AC: How do you decide which story to write and the genre to work in? When you write, do you have an audience in mind, a demographic or psychographic profile in your head, thinking they may like this but not that?

AVR:  I approach writing books as a business. I know the genre, the audience, I seek to capture. I am methodical. If one hopes to make a living from writing this is the only way to do it. There are themes and formulae that work and they work for a reason. Within those confines, I believe a true artist can be boundlessly creative. As being a mother has taught me, it is often within the strictest of boundaries that children (and works of art) thrive best. Too much freedom or a selfish need to commit therapy upon the public via your own writing ruins a story. I cannot read ponderous, self-absorbed writers. I'm a self-absorbed person, but not a self-absorbed writer. There's a difference.

AC: Your characters are often exotic, off beat, and sometimes quirky. Where do they come from?

AVR:  I have no idea. Not Wal-Mart.

AC: If you have five things on a bucket list, what would you like to conquer in the years to come?

AVR:  Wow. Great question! I very much want THE KINDRED to become a franchise. This is important to me, as you might have guessed by now.  I want to write and perform a one-woman comedy show or play in LA and NYC. I want to fall in love again, eventually. I want to see my son grow up happy and healthy. I want to become the Latina Oprah - in English! - Because we need a Latina Oprah in English, the language spoken by the majority of US Latinos.

AC: What do you consider to be your biggest success so far? What is your biggest regret?

AVR:  My biggest success in life is that I am raising an amazing little boy, all by myself. Professionally, my biggest success is that I have never given up, and never will. My biggest regret? Living reactively. I have often reacted to people and situations that, in retrospect, should have simply been ignored or deleted. Live and learn, eh?

AC: How would you like history to remember you?
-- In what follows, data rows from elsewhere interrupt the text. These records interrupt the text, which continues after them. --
//! Named in-process cache entries with explicit expiry.
//!
//! Each entry stores `(value, expiry)`. An expired entry is treated as absent
//! and replaced by the next rebuild. Callers pass `now` in so expiry can be
//! tested without sleeping.

use std::collections::HashMap;
use std::time::{Duration, Instant};

/// How long a cache entry stays valid.
#[derive(Debug, Clone, Copy, PartialEq, Eq)]
pub enum Ttl {
    /// Valid until the process exits or the entry is invalidated.
    Lifetime,
    For(Duration),
}

impl Ttl {
    pub fn secs(secs: u64) -> Self {
        Ttl::For(Duration::from_secs(secs))
    }

    fn expiry(self, now: Instant) -> Option<Instant> {
        match self {
            Ttl::Lifetime => None,
            Ttl::For(d) => Some(now + d),
        }
    }
}

#[derive(Debug, Clone)]
struct CacheEntry<V> {
    value: V,
    expires_at: Option<Instant>,
}

impl<V> CacheEntry<V> {
    fn is_live(&self, now: Instant) -> bool {
        self.expires_at.map_or(true, |at| now < at)
    }
}

#[derive(Debug, Clone)]
pub struct TtlCache<V> {
    entries: HashMap<String, CacheEntry<V>>,
}

impl<V> Default for TtlCache<V> {
    fn default() -> Self {
        Self {
            entries: HashMap::new(),
        }
    }
}

impl<V: Clone> TtlCache<V> {
    pub fn new() -> Self {
        Self::default()
    }

    /// Live value for `name`, if any.
    pub fn get(&self, name: &str, now: Instant) -> Option<V> {
        self.entries
            .get(name)
            .filter(|e| e.is_live(now))
            .map(|e| e.value.clone())
    }

    pub fn insert(&mut self, name: &str, value: V, ttl: Ttl, now: Instant) {
        self.entries.insert(
            name.to_string(),
            CacheEntry {
                value,
                expires_at: ttl.expiry(now),
            },
        );
    }

    /// Return the live value for `name`, or rebuild it with `build`.
    ///
    /// A failed rebuild leaves the cache untouched and returns the error.
    pub fn get_or_try_insert_with<E, F>(
        &mut self,
        name: &str,
        ttl: Ttl,
        now: Instant,
        build: F,
    ) -> Result<V, E>
    where
        F: FnOnce() -> Result<V, E>,
    {
        if let Some(v) = self.get(name, now) {
            return Ok(v);
        }
        let value = build()?;
        self.insert(name, value.clone(), ttl, now);
        Ok(value)
    }

    /// Drop an entry. Returns true if one was present.
    pub fn invalidate(&mut self, name: &str) -> bool {
        self.entries.remove(name).is_some()
    }

    pub fn clear(&mut self) {
        self.entries.clear();
    }
}
//! Market data providers: Binance venue, CoinGecko ranking, circuit breaker.

pub mod binance;
pub mod circuit_breaker;
pub mod coingecko;
pub mod provider;

pub use binance::{BinanceConnector, BinanceVenue};
pub use circuit_breaker::CircuitBreaker;
pub use coingecko::CoinGeckoRanking;
pub use provider::{DataError, RankingSource, Venue, VenueConnector};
AVR:  I'd like history to remember me as a Great American Author, period. I'm quite certain, however, that my obituary in the NY Times - presuming that paper outlives me, which is doubtful at this point - will read Hot and Spicy Exotic Latina Chica-Chica-Boom-Lit Author Died Explosively and Quite Hispanic from Deep Throating the Whole Passionate Enchilada, and What Can You Expect from Those People Anyway - aka Where's My Border Wall Dagnabit?  In the end, it is probably best not to worry too much about how history will remember me. I can't control it. I'll be dead. Hopefully I'll be cavorting among the billions and billions of stars with Carl Sagan and enjoying a big cigar with Mark Twain.